◆ What to do ◆
Under this task are some entries; return every one of them exactly.

◆ Dataset records ◆
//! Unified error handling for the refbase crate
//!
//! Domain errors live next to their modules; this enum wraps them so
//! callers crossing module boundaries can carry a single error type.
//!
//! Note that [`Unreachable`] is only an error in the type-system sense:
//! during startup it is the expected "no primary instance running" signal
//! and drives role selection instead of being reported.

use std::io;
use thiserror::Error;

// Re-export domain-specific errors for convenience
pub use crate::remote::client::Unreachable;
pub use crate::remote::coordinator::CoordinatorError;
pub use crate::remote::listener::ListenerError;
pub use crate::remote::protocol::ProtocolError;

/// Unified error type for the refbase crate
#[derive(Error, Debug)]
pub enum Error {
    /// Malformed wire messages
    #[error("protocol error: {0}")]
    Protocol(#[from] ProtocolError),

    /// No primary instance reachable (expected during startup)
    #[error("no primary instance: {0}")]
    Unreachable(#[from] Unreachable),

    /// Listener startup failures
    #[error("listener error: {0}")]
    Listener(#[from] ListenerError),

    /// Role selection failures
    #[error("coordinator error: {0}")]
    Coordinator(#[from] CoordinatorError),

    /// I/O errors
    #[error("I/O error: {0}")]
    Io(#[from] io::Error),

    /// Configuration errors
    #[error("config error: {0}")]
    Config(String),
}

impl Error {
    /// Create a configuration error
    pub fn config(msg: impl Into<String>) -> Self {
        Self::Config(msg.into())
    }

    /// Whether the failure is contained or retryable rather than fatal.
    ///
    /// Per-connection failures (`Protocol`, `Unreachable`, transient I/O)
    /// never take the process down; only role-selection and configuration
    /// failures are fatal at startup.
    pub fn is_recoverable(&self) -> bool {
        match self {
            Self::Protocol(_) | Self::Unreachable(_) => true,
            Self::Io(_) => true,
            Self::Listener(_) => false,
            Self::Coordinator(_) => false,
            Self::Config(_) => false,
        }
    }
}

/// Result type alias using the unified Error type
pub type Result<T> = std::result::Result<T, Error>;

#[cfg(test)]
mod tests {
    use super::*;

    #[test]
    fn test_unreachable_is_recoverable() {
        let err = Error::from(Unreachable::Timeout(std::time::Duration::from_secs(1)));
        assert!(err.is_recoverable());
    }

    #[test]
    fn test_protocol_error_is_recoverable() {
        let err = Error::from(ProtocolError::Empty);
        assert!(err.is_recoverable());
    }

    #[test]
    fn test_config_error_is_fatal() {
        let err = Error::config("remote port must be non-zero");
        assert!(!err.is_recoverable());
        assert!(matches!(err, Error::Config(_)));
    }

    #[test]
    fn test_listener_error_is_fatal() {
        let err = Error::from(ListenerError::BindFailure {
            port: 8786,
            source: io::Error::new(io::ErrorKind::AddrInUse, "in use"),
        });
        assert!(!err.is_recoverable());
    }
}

◆ Expected answer ◆
//! Unified error handling for the refbase crate
//!
//! Domain errors live next to their modules; this enum wraps them so
//! callers crossing module boundaries can carry a single error type.
//!
//! Note that [`Unreachable`] is only an error in the type-system sense:
//! during startup it is the expected "no primary instance running" signal
//! and drives role selection instead of being reported.

use std::io;
use thiserror::Error;

// Re-export domain-specific errors for convenience
pub use crate::remote::client::Unreachable;
pub use crate::remote::coordinator::CoordinatorError;
pub use crate::remote::listener::ListenerError;
pub use crate::remote::protocol::ProtocolError;

/// Unified error type for the refbase crate
#[derive(Error, Debug)]
pub enum Error {
    /// Malformed wire messages
    #[error("protocol error: {0}")]
    Protocol(#[from] ProtocolError),

    /// No primary instance reachable (expected during startup)
    #[error("no primary instance: {0}")]
    Unreachable(#[from] Unreachable),

    /// Listener startup failures
    #[error("listener error: {0}")]
    Listener(#[from] ListenerError),

    /// Role selection failures
    #[error("coordinator error: {0}")]
    Coordinator(#[from] CoordinatorError),

    /// I/O errors
    #[error("I/O error: {0}")]
    Io(#[from] io::Error),

    /// Configuration errors
    #[error("config error: {0}")]
    Config(String),
}

impl Error {
    /// Create a configuration error
    pub fn config(msg: impl Into<String>) -> Self {
        Self::Config(msg.into())
    }

    /// Whether the failure is contained or retryable rather than fatal.
    ///
    /// Per-connection failures (`Protocol`, `Unreachable`, transient I/O)
    /// never take the process down; only role-selection and configuration
    /// failures are fatal at startup.
    pub fn is_recoverable(&self) -> bool {
        match self {
            Self::Protocol(_) | Self::Unreachable(_) => true,
            Self::Io(_) => true,
            Self::Listener(_) => false,
            Self::Coordinator(_) => false,
            Self::Config(_) => false,
        }
    }
}

/// Result type alias using the unified Error type
pub type Result<T> = std::result::Result<T, Error>;

#[cfg(test)]
mod tests {
    use super::*;

    #[test]
    fn test_unreachable_is_recoverable() {
        let err = Error::from(Unreachable::Timeout(std::time::Duration::from_secs(1)));
        assert!(err.is_recoverable());
    }

    #[test]
    fn test_protocol_error_is_recoverable() {
        let err = Error::from(ProtocolError::Empty);
        assert!(err.is_recoverable());
    }

    #[test]
    fn test_config_error_is_fatal() {
        let err = Error::config("remote port must be non-zero");
        assert!(!err.is_recoverable());
        assert!(matches!(err, Error::Config(_)));
    }

    #[test]
    fn test_listener_error_is_fatal() {
        let err = Error::from(ListenerError::BindFailure {
            port: 8786,
            source: io::Error::new(io::ErrorKind::AddrInUse, "in use"),
        });
        assert!(!err.is_recoverable());
    }
}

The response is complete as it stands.